When Cisco Systems (Nasdaq: CSCO) introduced its first Unix server systems, I called it a terrible example of diworsification. A company long accustomed to relying on server-building giants IBM (NYSE: IBM) and Hewlett-Packard (NYSE: HPQ) for a large share of its core networking business suddenly turned into a rival, not a valued partner. That had to be a bad idea.

Sure enough, those cozy ties started to snap before you could say "integrated cloud servers." IBM turned to a handful of smaller networking vendors. HP went to the next level by buying 3Com and removing all traces of Cisco hardware from its own data centers. All the warm-and-fuzzies that used to flow between these guys are long forgotten. Meanwhile, archrival Juniper Networks (NYSE: JNPR) jumped all over the window of opportunity and now provides a significant part of IBM's networking needs.

No way back
Well, there's no turning back on that decision now. Cisco shares have underperformed most of their big-tech peers since that fateful decision with the notable exception of a rudderless, scandal-tinged HP. The damage is done; maybe it's time for the UCS server gambit to pay off at long last.

In the just-reported second quarter, CEO John Chambers described his servers as "a $1 billion product line that grew over 91% this quarter." So the baby is growing up. At this run rate, and particularly with that kind of hypergrowth, Cisco is more than just a nuisance for the established server players.

Sure, Big Blue and HP each sold about $3.8 billion worth of servers in the third quarter of 2011 alone, reducing Cisco to an invisible speck in the "other vendors" column of Gartner's market report. But unless the product line runs out of steam in a truly spectacular fashion, that'll change soon enough.

The Foolish way forward
Chambers is one of the smartest business leaders I know, and it's always hard to bet against him. I think the fallout from the server idea has taken its toll already, and that story is about to turn positive. It's a shame for shareholders who were left with underperforming stubs for three years as Big Blue and Oracle (Nasdaq: ORCL) crushed the market while following fairly similar strategies: Roll everything you need for the data center into one branded package, shake and bake, and reap the synergies.

Enough is enough.

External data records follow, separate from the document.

/// Validates a revision that moves exactly `payment` from both renter
/// payouts to both host payouts.
pub fn validate_payment_revision(
    current: &FileContractRevision,
    proposed: &FileContractRevision,
    payment: Currency,
) -> Result<(), RevisionError> {
    validate_std_revision(current, proposed)?;

    let renter_valid = current
        .valid_renter_payout()
        .checked_sub(payment)
        .ok_or(RevisionError::RenterValidPaymentDelta)?;
    if proposed.valid_renter_payout() != renter_valid {
        return Err(RevisionError::RenterValidPaymentDelta);
    }
    let renter_missed = current
        .missed_renter_payout()
        .checked_sub(payment)
        .ok_or(RevisionError::RenterMissedPaymentDelta)?;
    if proposed.missed_renter_payout() != renter_missed {
        return Err(RevisionError::RenterMissedPaymentDelta);
    }
    let host_valid = current
        .valid_host_payout()
        .checked_add(payment)
        .ok_or(RevisionError::PayoutOverflow)?;
    if proposed.valid_host_payout() != host_valid {
        return Err(RevisionError::HostValidPaymentDelta);
    }
    let host_missed = current
        .missed_host_payout()
        .checked_add(payment)
        .ok_or(RevisionError::PayoutOverflow)?;
    if proposed.missed_host_payout() != host_missed {
        return Err(RevisionError::HostMissedPaymentDelta);
    }
    Ok(())
}

/// Validates a program revision: the host's missed payout may decrease by
/// at most `storage_cost + collateral`, the burn flowing to the void
/// output. Everything else is covered by the shared rules.
pub fn validate_program_revision(
    current: &FileContractRevision,
    proposed: &FileContractRevision,
    storage_cost: Currency,
    collateral: Currency,
) -> Result<(), RevisionError> {
    validate_std_revision(current, proposed)?;

    let expected_burn = storage_cost
        .checked_add(collateral)
        .ok_or(RevisionError::PayoutOverflow)?;
    let missed_floor = current
        .missed_host_payout()
        .checked_sub(expected_burn)
        .ok_or(RevisionError::BurnExceedsMissedPayout)?;
    if proposed.missed_host_payout() < missed_floor {
        return Err(RevisionError::ExcessiveBurn);
    }
    Ok(())
}

/// Validates a clearing revision: the sentinel revision number, missed
/// outputs equal to valid outputs, and everything else frozen.
pub fn validate_clearing_revision(
    current: &FileContractRevision,
    final_revision: &FileContractRevision,
) -> Result<(), RevisionError> {
    if final_revision.filesize != current.filesize {
        return Err(RevisionError::FilesizeChanged);
    }
    if final_revision.file_merkle_root != current.file_merkle_root {
        return Err(RevisionError::FileMerkleRootChanged);
    }
    if final_revision.window_start != current.window_start {
        return Err(RevisionError::WindowStartChanged);
    }
    if final_revision.window_end != current.window_end {
        return Err(RevisionError::WindowEndChanged);
    }
    if final_revision.valid_proof_outputs.len() != current.valid_proof_outputs.len() {
        return Err(RevisionError::ValidOutputCountChanged);
    }
    if final_revision.missed_proof_outputs.len() != final_revision.valid_proof_outputs.len() {
        return Err(RevisionError::MissedOutputCountChanged);
    }
    if final_revision.revision_number != MAX_REVISION_NUMBER {
        return Err(RevisionError::NotMaxRevisionNumber);
    }
    if final_revision.unlock_hash != current.unlock_hash {
        return Err(RevisionError::UnlockHashChanged);
    }
    if final_revision.unlock_conditions.unlock_hash() != current.unlock_conditions.unlock_hash() {
        return Err(RevisionError::UnlockConditionsChanged);
    }

    for i in 0..final_revision.valid_proof_outputs.len() {
        let current_out = &current.valid_proof_outputs[i];
        let valid = &final_revision.valid_proof_outputs[i];
        let missed = &final_revision.missed_proof_outputs[i];
        if valid.value != current_out.value || valid.address != current_out.address {
            return Err(RevisionError::ClearingValidOutputChanged);
        }
        if missed.value != valid.value || missed.address != valid.address {
            return Err(RevisionError::ClearingMissedMismatch);
        }
    }
    Ok(())
}

/// Validates a renewal against the contract it replaces: the file carries
/// over, the new window extends the old one, and the host's payouts cover
/// the renter's cost without over-collateralizing.
#[allow(clippy::too_many_arguments)]
pub fn validate_renewal(
    existing: &FileContractRevision,
    renewal: &FileContract,
    host_key: PublicKey,
    renter_key: PublicKey,
    renter_cost: Currency,
    host_burn: Currency,
    current_height: u64,
    settings: &HostSettings,
) -> Result<(), RevisionError> {
    if renewal.revision_number != 0 {
        return Err(RevisionError::RenewalRevisionNumberNotZero);
    }
    if renewal.filesize != existing.filesize {
        return Err(RevisionError::FilesizeChanged);
    }
    if renewal.file_merkle_root != existing.file_merkle_root {
        return Err(RevisionError::FileMerkleRootChanged);
    }
    if renewal.window_end < existing.window_end {
        return Err(RevisionError::RenewalWindowEndShrunk);
    }
    if renewal.window_start < current_height + settings.window_size {
        return Err(RevisionError::WindowStartTooSoon);
    }
    if renewal.window_start > current_height + settings.max_duration {
        return Err(RevisionError::WindowStartTooLate);
    }
    if renewal.window_end < renewal.window_start + settings.window_size {
        return Err(RevisionError::WindowTooSmall);
    }
    if renewal.valid_proof_outputs.len() != 2 {
        return Err(RevisionError::ValidOutputCountChanged);
    }
    if renewal.missed_proof_outputs.len() != 3 {
        return Err(RevisionError::MissedOutputCountChanged);
    }
    if renewal.valid_proof_outputs[HOST_OUTPUT].address != settings.address {
        return Err(RevisionError::InvalidHostValidAddress);
    }

    let host_valid = renewal.valid_proof_outputs[HOST_OUTPUT].value;
    let host_missed = renewal.missed_proof_outputs[HOST_OUTPUT].value;
    if host_valid < renter_cost {
        return Err(RevisionError::RenewalHostValidTooSmall);
    }
    if host_missed < renter_cost {
        return Err(RevisionError::RenewalHostMissedTooSmall);
    }
    let collateral = host_valid
        .checked_sub(renter_cost)
        .ok_or(RevisionError::RenewalHostValidTooSmall)?;
    if collateral > settings.max_collateral {
        return Err(RevisionError::CollateralTooHigh);
    }
    if host_missed > host_valid {
        return Err(RevisionError::RenewalHostMissedExceedsValid);
    }
    if host_missed < host_valid.saturating_sub(host_burn) {
        return Err(RevisionError::RenewalHostMissedBelowBurn);
    }
    if renewal.missed_proof_outputs[VOID_OUTPUT].value < host_burn {
        return Err(RevisionError::RenewalVoidTooSmall);
    }
    if renewal.unlock_hash != contract_unlock_conditions(renter_key, host_key).unlock_hash() {
        return Err(RevisionError::InvalidUnlockHash);
    }
    Ok(())
}

/// Builds the first revision of a formation transaction's contract.
pub fn initial_revision(
    formation_txn: &Transaction,
    renter_key: PublicKey,
    host_key: PublicKey,
) -> FileContractRevision {
    let fc = &formation_txn.file_contracts[0];
    let unlock_conditions = contract_unlock_conditions(renter_key, host_key);
    FileContractRevision {
        parent_id: formation_txn.file_contract_id(0),
        unlock_conditions,
        filesize: fc.filesize,
        file_merkle_root: fc.file_merkle_root,
        window_start: fc.window_start,
        window_end: fc.window_end,
        revision_number: 1,
        valid_proof_outputs: fc.valid_proof_outputs.clone(),
        missed_proof_outputs: fc.missed_proof_outputs.clone(),
        unlock_hash: fc.unlock_hash,
    }
}

/// Returns `revision` updated with a new revision number and payout
/// values; addresses are carried over.
pub fn revise(
    revision: &FileContractRevision,
    revision_number: u64,
    valid_values: &[Currency],
    missed_values: &[Currency],
) -> Result<FileContractRevision, RevisionError> {
    if valid_values.len() != revision.valid_proof_outputs.len() {
        return Err(RevisionError::ValidOutputCountChanged);
    }
    if missed_values.len() != revision.missed_proof_outputs.len() {
        return Err(RevisionError::MissedOutputCountChanged);
    }
    if revision_number <= revision.revision_number {
        return Err(RevisionError::RevisionNumberNotIncreased);
    }
    let mut revised = revision.clone();
    revised.revision_number = revision_number;
    for (output, &value) in revised.valid_proof_outputs.iter_mut().zip(valid_values) {
        output.value = value;
    }
    for (output, &value) in revised.missed_proof_outputs.iter_mut().zip(missed_values) {
        output.value = value;
    }
    Ok(revised)
}
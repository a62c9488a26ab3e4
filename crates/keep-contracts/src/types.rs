use serde::{Deserialize, Serialize};

use keep_types::{FileContractRevision, Signature};

/// A revision together with both parties' signatures over its digest.
#[derive(Debug, Clone, PartialEq, Serialize, Deserialize)]
pub struct SignedRevision {
    pub revision: FileContractRevision,
    pub renter_signature: Signature,
    pub host_signature: Signature,
}

/// A lifecycle event the host must perform on a contract at some chain
/// height.
#[derive(Debug, Clone, Copy, PartialEq, Eq, Hash)]
pub enum LifecycleAction {
    /// Rebroadcast the formation transaction set.
    BroadcastFormation,
    /// Broadcast the latest signed revision before the window opens.
    BroadcastFinalRevision,
    /// Resolve the contract: a storage proof, or the final revision for a
    /// cleared contract.
    BroadcastResolution,
}
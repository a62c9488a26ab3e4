use thiserror::Error;

#[derive(Error, Debug)]
pub enum StoreError {
    #[error("not enough storage")]
    NotEnoughStorage,

    #[error("volume {0} is not empty")]
    VolumeNotEmpty(u32),

    #[error("volume {0} is not available")]
    VolumeNotAvailable(u32),

    #[error("volume {0} not found")]
    VolumeNotFound(u32),

    #[error("sector {0} not found")]
    SectorNotFound(keep_types::Hash256),

    #[error("sector {0} is locked")]
    SectorLocked(keep_types::Hash256),

    #[error("contract {0} not found")]
    ContractNotFound(keep_types::FileContractId),

    #[error("already exists: {0}")]
    AlreadyExists(String),

    #[error("invalid operation: {0}")]
    Invalid(String),

    #[error("operation canceled")]
    Canceled,

    #[error("serialization error: {0}")]
    Serialization(String),

    #[error("backend error: {0}")]
    Backend(String),

    #[error("io error: {0}")]
    Io(#[from] std::io::Error),
}

pub type Result<T> = std::result::Result<T, StoreError>;

impl From<bincode::Error> for StoreError {
    fn from(err: bincode::Error) -> Self {
        StoreError::Serialization(err.to_string())
    }
}
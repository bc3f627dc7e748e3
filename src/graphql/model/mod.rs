pub mod cart;
pub mod cart_item;
pub mod connection;
pub mod foreign_types;
pub mod order_datatypes;
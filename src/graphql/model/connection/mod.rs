pub mod cart_item_connection;
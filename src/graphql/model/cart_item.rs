use std::cmp::Ordering;

use async_graphql::{ComplexObject, Context, ErrorExtensions, Result, SimpleObject};
use bson::Uuid;
use bson::{datetime::DateTime, doc, Bson};
use mongodb::{Collection, Database};
use serde::{Deserialize, Serialize};

use crate::graphql::query::query_product;

use super::foreign_types::Product;

/// Cart item in the cart of a user.
#[derive(Debug, Serialize, Deserialize, Eq, PartialEq, Clone, SimpleObject)]
#[graphql(complex)]
pub struct CartItem {
    /// Cart item UUID.
    pub _id: Uuid,
    /// Count of the referenced product in the cart.
    pub count: u32,
    /// Timestamp when the cart item was added.
    pub added_at: DateTime,
    #[graphql(skip)]
    /// Internal attribute referencing the mirrored product.
    pub product_id: Uuid,
}

#[ComplexObject]
impl CartItem {
    /// Retrieves the product referenced by this cart item.
    ///
    /// The cost is always read from the mirrored product, never snapshotted in
    /// the cart item itself.
    async fn product<'a>(&self, ctx: &Context<'a>) -> Result<Product> {
        let db_client = ctx.data::<Database>()?;
        let collection: Collection<Product> = db_client.collection::<Product>("products");
        query_product(&collection, self.product_id)
            .await
            .map_err(|err| err.extend())
    }
}

impl PartialOrd for CartItem {
    fn partial_cmp(&self, other: &Self) -> Option<Ordering> {
        self._id.partial_cmp(&other._id)
    }
}

impl From<CartItem> for Bson {
    fn from(value: CartItem) -> Self {
        Bson::Document(
            doc! {"_id": value._id, "count": value.count, "added_at": value.added_at, "product_id": value.product_id},
        )
    }
}
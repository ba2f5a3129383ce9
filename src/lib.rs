//! # Chroma
//!
//! Search for multicolor Ramsey colorings of complete graphs.
//!
//! Given an edge-colored graph and a target clique size per color, the crate counts
//! monochromatic target cliques and runs simulated annealing over single-edge
//! recolorings until that count reaches zero.
//!
//! This crate provides:
//! - A packed triangular colored-graph store with a plain-text format.
//! - A lexicographic `k`-subset enumerator.
//! - An exact clique counter, parallel across target colors, with an incremental
//!   per-edge variant.
//! - A simulated-annealing driver with reheating and parallel restarts.
//!
//! ## Quick Start
//!
//! ```
//! use chroma::prelude::*;
//!
//! // Look for a 2-coloring of K5 without monochromatic triangles.
//! let mut graph = ColoredGraph::complete(5, 1, 0);
//! let targets = ColorTargets::from_pairs([(1, 3), (2, 3)]).unwrap();
//! let cfg = AnnealConfig {
//!     max_iterations: 50_000,
//!     seed: Some(7),
//!     ..Default::default()
//! };
//! let report = Annealer::new(cfg).unwrap().run(&mut graph, &targets).unwrap();
//! if report.is_solved() {
//!     validate_coloring(&graph, &targets).unwrap();
//! }
//! ```
//!
//! ## Validating Known Witnesses
//!
//! ```
//! use chroma::validate::validate_known_colorings;
//!
//! validate_known_colorings().expect("all witnesses should be valid");
//! ```
//!
//! ## Modules
//!
//! - [`graph`]: Colored graph storage, random generation, and text I/O.
//! - [`combo`]: Subset enumeration and binomial coefficients.
//! - [`count`]: Clique targets and monochromatic clique counting.
//! - [`anneal`]: Simulated-annealing search and parallel restarts.
//! - [`validate`]: Deterministic validation of finished and bundled colorings.
//! - [`error`]: The crate error type.

#![forbid(unsafe_code)]
#![warn(missing_docs)]
#![warn(clippy::all)]
#![warn(clippy::pedantic)]
#![allow(clippy::must_use_candidate)]
#![allow(clippy::module_name_repetitions)]
#![allow(clippy::cast_possible_truncation)]
#![allow(clippy::cast_sign_loss)]
#![allow(clippy::cast_precision_loss)]
#![allow(clippy::inline_always)]
#![allow(clippy::many_single_char_names)]
#![allow(clippy::needless_range_loop)]

pub mod anneal;
pub mod combo;
pub mod count;
pub mod error;
pub mod graph;
pub mod validate;

/// Re-export commonly used types for convenience.
pub mod prelude {
    pub use crate::anneal::{
        AnnealConfig, AnnealReport, Annealer, Phase, RestartStart, StateChange, run_restarts,
    };
    pub use crate::combo::SubsetEnumerator;
    pub use crate::count::{
        ChromaticityCount, CliqueCounter, ColorTargets, CountStrategy, EdgeScratch,
    };
    pub use crate::error::{ChromaError, Result};
    pub use crate::graph::{Color, ColoredGraph, MAX_VERTICES, parse_colored_graph};
    pub use crate::validate::{validate_coloring, validate_known_colorings};
}
impl ColoredGraph {
    /// Creates a graph on `n` vertices with every pair set to `null` (no edges).
    ///
    /// Callers handling untrusted sizes should bound `n` by [`MAX_VERTICES`] first.
    pub fn new(n: usize, null: Color) -> Self {
        let pairs = n * n.saturating_sub(1) / 2;
        let row_start = (0..n).map(|i| i * n - i * (i + 1) / 2).collect();
        Self {
            n,
            null,
            colors: vec![null; pairs],
            row_start,
            missing: pairs,
        }
    }

    /// Creates a complete graph with every edge colored `color`.
    pub fn complete(n: usize, color: Color, null: Color) -> Self {
        Self::from_fn(n, null, |_, _| color)
    }

    /// Creates a graph whose pair `(i, j)`, `i < j`, is colored `f(i, j)`.
    pub fn from_fn<F: FnMut(usize, usize) -> Color>(n: usize, null: Color, mut f: F) -> Self {
        let mut graph = Self::new(n, null);
        for i in 0..n {
            for j in (i + 1)..n {
                graph.set_edge(i, j, f(i, j));
            }
        }
        graph
    }

    /// Creates a complete graph whose every edge is a uniformly random `palette` color.
    ///
    /// # Errors
    /// Returns an error if `palette` is empty or contains the null color, or if `n`
    /// exceeds [`MAX_VERTICES`].
    pub fn random_complete<R: Rng>(
        n: usize,
        palette: &[Color],
        null: Color,
        rng: &mut R,
    ) -> Result<Self> {
        if palette.is_empty() {
            return Err(ChromaError::DegeneratePalette { colors: 0 });
        }
        if n > MAX_VERTICES {
            return Err(ChromaError::config(format!(
                "vertex count {n} exceeds the limit of {MAX_VERTICES}"
            )));
        }
        if palette.contains(&null) {
            return Err(ChromaError::config(format!(
                "palette contains the null color {null}"
            )));
        }
        Ok(Self::from_fn(n, null, |_, _| {
            palette[rng.random_range(0..palette.len())]
        }))
    }

    /// Returns the number of vertices.
    #[inline(always)]
    pub fn size(&self) -> usize {
        self.n
    }

    /// Returns the color that denotes "no edge".
    #[inline(always)]
    pub fn null_color(&self) -> Color {
        self.null
    }

    /// Slot of the ascending pair `lo < hi`.
    #[inline(always)]
    fn slot(&self, lo: usize, hi: usize) -> usize {
        debug_assert!(lo < hi && hi < self.n);
        self.row_start[lo] + (hi - lo - 1)
    }

    #[inline(always)]
    fn slot_unordered(&self, i: usize, j: usize) -> usize {
        debug_assert!(i != j, "self-loop ({i}, {i}) has no color");
        if i < j { self.slot(i, j) } else { self.slot(j, i) }
    }

    /// Returns the color of the pair `lo < hi` without reordering.
    ///
    /// This is the accessor used by clique enumeration, where subsets are ascending.
    #[inline(always)]
    pub fn edge_ascending(&self, lo: usize, hi: usize) -> Color {
        self.colors[self.slot(lo, hi)]
    }

    /// Returns the color of the unordered pair `{i, j}`.
    ///
    /// Indices must satisfy `i != j` and `i, j < size()`; see
    /// [`ColoredGraph::try_get_edge`] for a checked variant.
    #[inline(always)]
    pub fn get_edge(&self, i: usize, j: usize) -> Color {
        self.colors[self.slot_unordered(i, j)]
    }

    /// Sets the color of the unordered pair `{i, j}`.
    ///
    /// Indices must satisfy `i != j` and `i, j < size()`; see
    /// [`ColoredGraph::try_set_edge`] for a checked variant.
    #[inline]
    pub fn set_edge(&mut self, i: usize, j: usize, color: Color) {
        let slot = self.slot_unordered(i, j);
        let old = self.colors[slot];
        if old == self.null && color != self.null {
            self.missing -= 1;
        } else if old != self.null && color == self.null {
            self.missing += 1;
        }
        self.colors[slot] = color;
    }

    /// Returns whether `{i, j}` carries a non-null color.
    #[inline(always)]
    pub fn has_edge(&self, i: usize, j: usize) -> bool {
        self.get_edge(i, j) != self.null
    }

    /// Checked form of [`ColoredGraph::get_edge`].
    ///
    /// # Errors
    /// Returns an error if either index is out of range or `i == j`.
    pub fn try_get_edge(&self, i: usize, j: usize) -> Result<Color> {
        self.check_pair(i, j)?;
        Ok(self.get_edge(i, j))
    }

    /// Checked form of [`ColoredGraph::set_edge`].
    ///
    /// # Errors
    /// Returns an error if either index is out of range or `i == j`.
    pub fn try_set_edge(&mut self, i: usize, j: usize, color: Color) -> Result<()> {
        self.check_pair(i, j)?;
        self.set_edge(i, j, color);
        Ok(())
    }

    fn check_pair(&self, i: usize, j: usize) -> Result<()> {
        for v in [i, j] {
            if v >= self.n {
                return Err(ChromaError::VertexOutOfRange {
                    vertex: v,
                    order: self.n,
                });
            }
        }
        if i == j {
            return Err(ChromaError::SelfLoop { vertex: i });
        }
        Ok(())
    }

    /// Returns `true` iff no pair holds the null color.
    #[inline(always)]
    pub fn is_complete(&self) -> bool {
        self.missing == 0
    }

    /// Returns the number of pairs with a non-null color.
    #[inline]
    pub fn edge_count(&self) -> usize {
        self.colors.len() - self.missing
    }

    /// Returns every pair `(i, j)`, `i < j`, that carries a non-null color.
    pub fn edges(&self) -> Vec<(usize, usize)> {
        let mut out = Vec::with_capacity(self.edge_count());
        for i in 0..self.n {
            for j in (i + 1)..self.n {
                if self.edge_ascending(i, j) != self.null {
                    out.push((i, j));
                }
            }
        }
        out
    }

    /// Returns the number of edges colored `color`.
    pub fn color_count(&self, color: Color) -> usize {
        self.colors.iter().filter(|&&c| c == color).count()
    }

    /// Returns the distinct non-null colors in use, ascending.
    pub fn palette(&self) -> Vec<Color> {
        let mut palette: Vec<Color> = self
            .colors
            .iter()
            .copied()
            .filter(|&c| c != self.null)
            .collect();
        palette.sort_unstable();
        palette.dedup();
        palette
    }

    /// Returns the packed color slots (strict upper triangle, row-major).
    #[inline]
    pub fn raw_colors(&self) -> &[Color] {
        &self.colors
    }

    /// Writes the graph in the text format read by [`parse_colored_graph`].
    ///
    /// The diagonal is written as the null color.
    ///
    /// # Errors
    /// Returns an error if writing fails.
    pub fn write_to<W: Write>(&self, mut w: W) -> io::Result<()> {
        writeln!(w, "{} {}", self.n, self.null)?;
        for i in 0..self.n {
            for j in 0..self.n {
                if j > 0 {
                    write!(w, " ")?;
                }
                let c = if i == j { self.null } else { self.get_edge(i, j) };
                write!(w, "{c}")?;
            }
            writeln!(w)?;
        }
        Ok(())
    }

    /// Saves the graph to `path` in the text format.
    ///
    /// # Errors
    /// Returns an error if the file cannot be created or written.
    pub fn save_to_file(&self, path: impl AsRef<Path>) -> Result<()> {
        let mut w = BufWriter::new(File::create(path)?);
        self.write_to(&mut w)?;
        w.flush()?;
        Ok(())
    }

    /// Loads a graph from a file in the text format.
    ///
    /// # Errors
    /// Returns an error if the file cannot be read or its contents are malformed.
    pub fn load_from_file(path: impl AsRef<Path>) -> Result<Self> {
        let mut text = String::new();
        File::open(path)?.read_to_string(&mut text)?;
        parse_colored_graph(&text)
    }
}
//! Lazy enumeration of fixed-size index subsets.
//!
//! Subsets are produced in lexicographic order over the ascending index tuple:
//! for `n = 5, k = 3` the sequence starts `{0,1,2}, {0,1,3}, {0,1,4}, {0,2,3}, ...`
//! and ends at `{2,3,4}`. Each step is "next combination" stepping on an index
//! array: find the rightmost index below its maximum, bump it, and reset every
//! index to its right to consecutive successors. Amortized work per step is O(1),
//! worst case O(k), with no allocation after construction.

use crate::error::{ChromaError, Result};

// ============================================================================
// SubsetEnumerator
// ============================================================================

/// Produces every `k`-element subset of `0..n` exactly once.
///
/// The enumerator is not an [`Iterator`]: the current subset is borrowed from an
/// internal buffer that is overwritten on each [`SubsetEnumerator::advance`].
///
/// ```
/// use chroma::combo::SubsetEnumerator;
///
/// let mut subsets = SubsetEnumerator::new(4, 2).unwrap();
/// let mut seen = Vec::new();
/// while subsets.advance() {
///     seen.push(subsets.current().to_vec());
/// }
/// assert_eq!(seen.len(), 6);
/// assert_eq!(seen[0], vec![0, 1]);
/// assert_eq!(seen[5], vec![2, 3]);
/// ```
#[derive(Clone, Debug)]
pub struct SubsetEnumerator {
    n: usize,
    indices: Vec<usize>,
    started: bool,
    exhausted: bool,
}

impl SubsetEnumerator {
    /// Creates an enumerator over the `k`-subsets of `0..n`.
    ///
    /// `k == 0` yields exactly one (empty) subset.
    ///
    /// # Errors
    /// Returns [`ChromaError::SubsetTooLarge`] if `k > n`.
    pub fn new(n: usize, k: usize) -> Result<Self> {
        if k > n {
            return Err(ChromaError::SubsetTooLarge { n, k });
        }
        Ok(Self {
            n,
            indices: (0..k).collect(),
            started: false,
            exhausted: false,
        })
    }

    /// Restarts the enumerator over the `k`-subsets of `0..n`, reusing its buffer.
    ///
    /// # Errors
    /// Returns [`ChromaError::SubsetTooLarge`] if `k > n`; the enumerator is left
    /// unchanged.
    pub fn reset(&mut self, n: usize, k: usize) -> Result<()> {
        if k > n {
            return Err(ChromaError::SubsetTooLarge { n, k });
        }
        self.n = n;
        self.indices.clear();
        self.indices.extend(0..k);
        self.started = false;
        self.exhausted = false;
        Ok(())
    }

    /// Universe size.
    #[inline]
    pub fn universe(&self) -> usize {
        self.n
    }

    /// Subset size.
    #[inline]
    pub fn subset_size(&self) -> usize {
        self.indices.len()
    }

    /// Moves to the next subset. Returns `false` once every subset has been produced,
    /// and on every call after that.
    #[inline]
    pub fn advance(&mut self) -> bool {
        if self.exhausted {
            return false;
        }
        if !self.started {
            self.started = true;
            return true;
        }

        let k = self.indices.len();
        let limit = self.n - k;
        // Rightmost position i whose index is below its ceiling `limit + i`.
        let mut i = k;
        while i > 0 {
            i -= 1;
            if self.indices[i] < limit + i {
                let mut next = self.indices[i] + 1;
                for slot in &mut self.indices[i..] {
                    *slot = next;
                    next += 1;
                }
                return true;
            }
        }

        self.exhausted = true;
        false
    }

    /// The subset produced by the last successful [`SubsetEnumerator::advance`],
    /// as ascending indices.
    #[inline(always)]
    pub fn current(&self) -> &[usize] {
        debug_assert!(self.started && !self.exhausted, "no current subset");
        &self.indices
    }

    /// Returns `true` once the sequence has ended.
    #[inline]
    pub fn is_exhausted(&self) -> bool {
        self.exhausted
    }
}

impl Default for SubsetEnumerator {
    /// The single empty subset of an empty universe.
    fn default() -> Self {
        Self {
            n: 0,
            indices: Vec::new(),
            started: false,
            exhausted: false,
        }
    }
}

// ============================================================================
// Binomial coefficients
// ============================================================================

/// Returns `C(n, k)`, saturating at `u64::MAX`. Returns 0 when `k > n`.
pub fn binomial(n: usize, k: usize) -> u64 {
    if k > n {
        return 0;
    }
    let k = k.min(n - k) as u64;
    let n = n as u64;
    let mut acc: u128 = 1;
    for i in 0..k {
        // acc * (n - i) is divisible by (i + 1) at every step.
        acc = acc * u128::from(n - i) / u128::from(i + 1);
        if acc > u128::from(u64::MAX) {
            return u64::MAX;
        }
    }
    acc as u64
}

// ============================================================================
// Tests
// ============================================================================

The risk/reward equation in Cisco is finally making sense here. Realistically, I missed about a 25% run-up in the share price while looking for evidence, but I'd rather be sure I'm right before placing any bets than simply stumbling over a lucky lottery ticket.

For now, I'm getting started with a thumbs-up CAPScall on Cisco Systems. Cisco is a pretty low-risk vehicle for playing both the big data boom and the cloud-computing explosion, and the UCS systems actually make sense in that light. The next time I have spare capital sitting around, I might even pour some real money into this stock. Stay tuned.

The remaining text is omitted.